A Soap Opera
There’s much good fun to be anticipated when an author offers a sardonic take on an environment he knows well. A reader may wonder, “What’s in store? Satire, irony, dirty secrets…or a nice, hot mix?”
White is an attorney, a law professor, and a law school dean. Readers shouldn’t be surprised he knows the game and the players. Only a few pages into Tenure Blues, the author notes, “Law faculties are notorious for their bizarre collections of usually bright, often ego-centric and sometimes petty scholars.”
That’s the tinder littering the halls of an unnamed law school at a mid-western state university. The spark comes in the form of the opportunity for tenure, the brightly gleaming scholarly brass ring. Tenure—respect and prestige. And professional security. In White’s novel, there are three candidates, all of whom are more or less equally qualified, and all of whom have something they’d rather not share with the tenure committee. Or anyone else, for that matter.
Michelle “Shelley” Claire is well-liked by students, has been published in the right journals, but she has a husband no one knows about, which is the way she’d like to keep it since he’s a cad from head to heel.
Patrick Marquain started his legal career late, doesn’t have exactly the accomplishments he’d prefer, but nonetheless, he’s a good candidate for tenure—at least until the committee learns he long ago had a drunken one-night stand with the law school dean’s son.

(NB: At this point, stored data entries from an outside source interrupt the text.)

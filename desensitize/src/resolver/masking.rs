//! Terminal resolver applying classification policies to string values.

use std::any::Any;

use crate::error::Error;
use crate::policy::Classified;
use crate::shape::Shape;

use super::{BoxedValue, TypeResolver, TypeResolvers, LOWEST_PRIORITY};

/// Masks `String` and `Vec<String>` values whose declaration site carries a
/// [`Classified`] annotation, using the policy captured by that annotation.
///
/// This resolver is terminal: it never recurses. It sits one step above the
/// cascade catch-all so that a site carrying both a classification and the
/// cascade marker is masked rather than expanded.
pub struct MaskingTypeResolver;

impl TypeResolver for MaskingTypeResolver {
    fn resolve(
        &self,
        value: BoxedValue,
        shape: &Shape,
        _chain: &TypeResolvers,
    ) -> Result<BoxedValue, Error> {
        let Some(classified) = shape.declared::<Classified>() else {
            return Err(Error::ShapeMismatch {
                resolver: "MaskingTypeResolver",
            });
        };
        let policy = classified.policy();
        let value = match value.downcast::<String>() {
            Ok(text) => return Ok(Box::new(policy.apply_to(&text))),
            Err(other) => other,
        };
        match value.downcast::<Vec<String>>() {
            Ok(texts) => Ok(Box::new(
                texts.iter().map(|text| policy.apply_to(text)).collect::<Vec<String>>(),
            )),
            Err(_) => Err(Error::TypeMismatch { expected: "String" }),
        }
    }

    fn support(&self, value: &(dyn Any + Send + Sync), shape: &Shape) -> bool {
        shape.declared::<Classified>().is_some()
            && (value.is::<String>() || value.is::<Vec<String>>())
    }

    fn order(&self) -> i32 {
        LOWEST_PRIORITY - 1
    }
}

#[cfg(test)]
mod tests {
    use crate::classification::Secret;
    use crate::policy::Classified;
    use crate::resolver::TypeResolvers;
    use crate::shape::Shape;

    fn classified_shape() -> Shape {
        Shape::concrete().with_annotation(Classified::of::<Secret>())
    }

    #[test]
    fn classified_string_is_masked() {
        let chain = TypeResolvers::builtin();
        let resolved = chain
            .resolve(Box::new("hunter2".to_owned()), &classified_shape())
            .expect("masking never fails on strings");
        assert_eq!(
            *resolved.downcast::<String>().expect("string in, string out"),
            "[MASKED]"
        );
    }

    #[test]
    fn classified_string_vec_is_masked_element_wise() {
        let chain = TypeResolvers::builtin();
        let values = vec!["a".to_owned(), "b".to_owned()];
        let resolved = chain
            .resolve(Box::new(values), &classified_shape())
            .expect("masking never fails on string vecs");
        let resolved = resolved.downcast::<Vec<String>>().expect("vec in, vec out");
        assert_eq!(*resolved, vec!["[MASKED]".to_owned(), "[MASKED]".to_owned()]);
    }

    #[test]
    fn classified_non_string_passes_through() {
        let chain = TypeResolvers::builtin();
        let resolved = chain
            .resolve(Box::new(99_u64), &classified_shape())
            .expect("unsupported values fall through to identity");
        assert_eq!(*resolved.downcast::<u64>().expect("u64 in, u64 out"), 99);
    }
}
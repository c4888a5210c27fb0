//! End-to-end tests for the public masking API.
//!
//! These tests exercise the integration of:
//! - `Desensitize` schema generation,
//! - cascade traversal with its skip rules, and
//! - classification-bound policy application.

use desensitize::{
    instance, Desensitizable, Desensitize, Error, IdNumber, PersonName, Phone, Secret,
};

#[derive(Clone, Debug, Default, PartialEq, Desensitize)]
struct Person {
    name: String,
    #[sensitive(IdNumber)]
    ssn: String,
}

#[test]
fn classified_field_is_masked_and_plain_field_kept() {
    let person = Person {
        name: "Ann".to_owned(),
        ssn: "123-45-6789".to_owned(),
    };
    let masked = desensitize::desensitize(&person).expect("person resolves");
    assert_eq!(masked.name, "Ann");
    assert_eq!(masked.ssn, "*******6789");
}

#[test]
fn source_graph_is_never_mutated() {
    let person = Person {
        name: "Ann".to_owned(),
        ssn: "123-45-6789".to_owned(),
    };
    let snapshot = person.clone();
    let _masked = desensitize::desensitize(&person).expect("person resolves");
    assert_eq!(person, snapshot);
}

#[test]
fn repeated_masking_is_idempotent_on_already_masked_values() {
    let person = Person {
        name: "Ann".to_owned(),
        ssn: "123-45-6789".to_owned(),
    };
    let once = desensitize::desensitize(&person).expect("first pass resolves");
    let twice = desensitize::desensitize(&once).expect("second pass resolves");
    // keep_last(4) fixes the visible tail, so a second pass changes nothing.
    assert_eq!(once, twice);
}

#[test]
fn desensitizable_method_matches_free_function() {
    let person = Person {
        name: "Ann".to_owned(),
        ssn: "123-45-6789".to_owned(),
    };
    let by_method = person.desensitize().expect("person resolves");
    let by_function = desensitize::desensitize(&person).expect("person resolves");
    assert_eq!(by_method, by_function);
}

#[derive(Clone, Debug, Default, PartialEq, Desensitize)]
struct Company {
    #[sensitive(PersonName)]
    owner: String,
    #[sensitive(Phone)]
    phone: String,
    city: String,
}

#[derive(Clone, Debug, Default, PartialEq, Desensitize)]
struct Employee {
    #[sensitive(PersonName)]
    name: String,
    #[sensitive(cascade)]
    employer: Company,
}

#[test]
fn cascade_marked_field_is_expanded_recursively() {
    let employee = Employee {
        name: "Robert".to_owned(),
        employer: Company {
            owner: "Grace".to_owned(),
            phone: "13812345678".to_owned(),
            city: "Berlin".to_owned(),
        },
    };
    let masked = desensitize::desensitize(&employee).expect("employee resolves");
    assert_eq!(masked.name, "R*****");
    assert_eq!(masked.employer.owner, "G****");
    assert_eq!(masked.employer.phone, "138****5678");
    assert_eq!(masked.employer.city, "Berlin");
}

#[derive(Clone, Debug, Default, PartialEq, Desensitize)]
struct CompanyHolder {
    // Same composite type as above, but no cascade marker: the declaration
    // site opted out, so the value must pass through untouched.
    employer: Company,
}

#[test]
fn composite_field_without_marker_is_never_expanded() {
    let holder = CompanyHolder {
        employer: Company {
            owner: "Grace".to_owned(),
            phone: "13812345678".to_owned(),
            city: "Berlin".to_owned(),
        },
    };
    let masked = desensitize::desensitize(&holder).expect("holder resolves");
    assert_eq!(masked.employer, holder.employer);
}

#[derive(Clone, Debug, Default, PartialEq, Desensitize)]
struct Account {
    #[sensitive(Secret)]
    token: Option<String>,
    #[sensitive(frozen)]
    id: u64,
    #[sensitive(Secret)]
    recovery_codes: Vec<String>,
}

#[test]
fn present_option_field_is_masked_in_place() {
    let account = Account {
        token: Some("tok_live_123".to_owned()),
        id: 42,
        recovery_codes: Vec::new(),
    };
    let masked = desensitize::desensitize(&account).expect("account resolves");
    assert_eq!(masked.token.as_deref(), Some("[MASKED]"));
}

#[test]
fn empty_option_field_stays_empty() {
    let account = Account {
        token: None,
        id: 42,
        recovery_codes: Vec::new(),
    };
    let masked = desensitize::desensitize(&account).expect("account resolves");
    assert_eq!(masked.token, None);
}

#[test]
fn frozen_field_keeps_the_constructed_default() {
    let account = Account {
        token: None,
        id: 42,
        recovery_codes: Vec::new(),
    };
    let masked = desensitize::desensitize(&account).expect("account resolves");
    // The cascade never writes frozen fields, so the copy keeps u64::default().
    assert_eq!(masked.id, 0);
}

#[test]
fn classified_string_vec_is_masked_element_wise() {
    let account = Account {
        token: None,
        id: 1,
        recovery_codes: vec!["alpha-1".to_owned(), "bravo-2".to_owned()],
    };
    let masked = desensitize::desensitize(&account).expect("account resolves");
    assert_eq!(
        masked.recovery_codes,
        vec!["[MASKED]".to_owned(), "[MASKED]".to_owned()]
    );
}

#[derive(Clone, Debug, PartialEq, Desensitize)]
#[sensitive(no_default)]
struct SealedVault {
    #[sensitive(Secret)]
    key: String,
}

#[test]
fn no_default_type_without_creator_fails_to_instantiate() {
    let vault = SealedVault {
        key: "k".to_owned(),
    };
    let err = desensitize::desensitize(&vault).expect_err("no creator registered");
    assert!(matches!(
        err,
        Error::Instantiation {
            type_name: "SealedVault"
        }
    ));
}

#[derive(Clone, Debug, PartialEq, Desensitize)]
#[sensitive(no_default)]
struct RegisteredVault {
    #[sensitive(Secret)]
    key: String,
}

#[test]
fn registered_creator_unlocks_no_default_types() {
    instance::register(|| RegisteredVault {
        key: String::new(),
    });
    let vault = RegisteredVault {
        key: "k".to_owned(),
    };
    let masked = desensitize::desensitize(&vault).expect("creator is registered");
    assert_eq!(masked.key, "[MASKED]");
}

#[derive(Clone, Debug, PartialEq, Desensitize)]
#[sensitive(no_default)]
struct NestedVault {
    #[sensitive(Secret)]
    key: String,
}

#[derive(Clone, Debug, Default, PartialEq, Desensitize)]
struct VaultOwner {
    #[sensitive(cascade)]
    vault: Option<NestedVault>,
}

#[test]
fn nested_failure_names_the_field_path() {
    let owner = VaultOwner {
        vault: Some(NestedVault {
            key: "k".to_owned(),
        }),
    };
    let err = desensitize::desensitize(&owner).expect_err("nested type has no creator");
    match &err {
        Error::Field {
            type_name, field, ..
        } => {
            assert_eq!(*type_name, "VaultOwner");
            assert_eq!(*field, "vault");
        }
        other => panic!("expected a field error, got {other:?}"),
    }
    let source = std::error::Error::source(&err).expect("source should be present");
    assert!(source.to_string().contains("NestedVault"));
}

#[test]
fn failed_resolution_returns_no_partial_result_and_keeps_input_intact() {
    let owner = VaultOwner {
        vault: Some(NestedVault {
            key: "k".to_owned(),
        }),
    };
    let snapshot = owner.clone();
    assert!(desensitize::desensitize(&owner).is_err());
    assert_eq!(owner, snapshot);
}

#[derive(Clone, Debug, Default, PartialEq, Desensitize)]
struct WideRecord {
    #[sensitive(Secret)]
    a: String,
    #[sensitive(Secret)]
    b: String,
    #[sensitive(Secret)]
    c: String,
    #[sensitive(Secret)]
    d: String,
    plain_a: String,
    plain_b: u32,
    #[sensitive(Phone)]
    e: String,
    #[sensitive(Phone)]
    f: String,
}

#[test]
fn many_fields_resolve_independently() {
    let record = WideRecord {
        a: "a".to_owned(),
        b: "b".to_owned(),
        c: "c".to_owned(),
        d: "d".to_owned(),
        plain_a: "visible".to_owned(),
        plain_b: 7,
        e: "13812345678".to_owned(),
        f: "13987654321".to_owned(),
    };
    let masked = desensitize::desensitize(&record).expect("record resolves");
    assert_eq!(masked.a, "[MASKED]");
    assert_eq!(masked.b, "[MASKED]");
    assert_eq!(masked.c, "[MASKED]");
    assert_eq!(masked.d, "[MASKED]");
    assert_eq!(masked.plain_a, "visible");
    assert_eq!(masked.plain_b, 7);
    assert_eq!(masked.e, "138****5678");
    assert_eq!(masked.f, "139****4321");
}

#[derive(Clone, Debug, Default, PartialEq, Desensitize)]
struct Unmarked {
    value: String,
    count: u32,
}

#[test]
fn fully_unannotated_type_round_trips_unchanged() {
    let unmarked = Unmarked {
        value: "anything".to_owned(),
        count: 3,
    };
    let masked = desensitize::desensitize(&unmarked).expect("unmarked resolves");
    assert_eq!(masked, unmarked);
}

Eva Longshore is the perfect candidate. She’s intelligent, respected, has checked off all the right boxes on her résumé, but she’s in the middle of a torrid affair with the president of the college’s board of trustees. It doesn’t help that the man won’t marry her because he can’t divorce his wife and thereby ruin his chance to run for governor. Or maybe it’s because she’s African American.
In the prologue readers learn Rick Werner, the law school dean’s son, has been killed in a hit-and-run accident, but it’s only as the narrative unfolds that it’s clear all three candidates for tenure had reason to want him out of the picture. That’s the mystery, and it’s a good one.
This wonderfully plotted book, however, lacked a good proof-reader. Pronouns sometimes go astray: “Shelley didn’t waste all of their mental venom …” Stray words linger: “…as a reviewer or of one of her articles …” And redundancies slip by: “… Marquain’s fears did not subside but remained unabated.” One chapter, “Back Story,” badly needs restructuring. Granted, readers caught up in whodunit might gloss over these nits, but others, the more obsessive, will find them distracting.
White doesn’t write laugh-out-loud funny, his scenario is entirely believable, and his knowledge of the milieu and its denizens are unchallengeable. Tenure Blues possesses all the ribald hijinks that would make for an excellent film treatment. What’s better comedy fodder than ambition, money, power, and sex?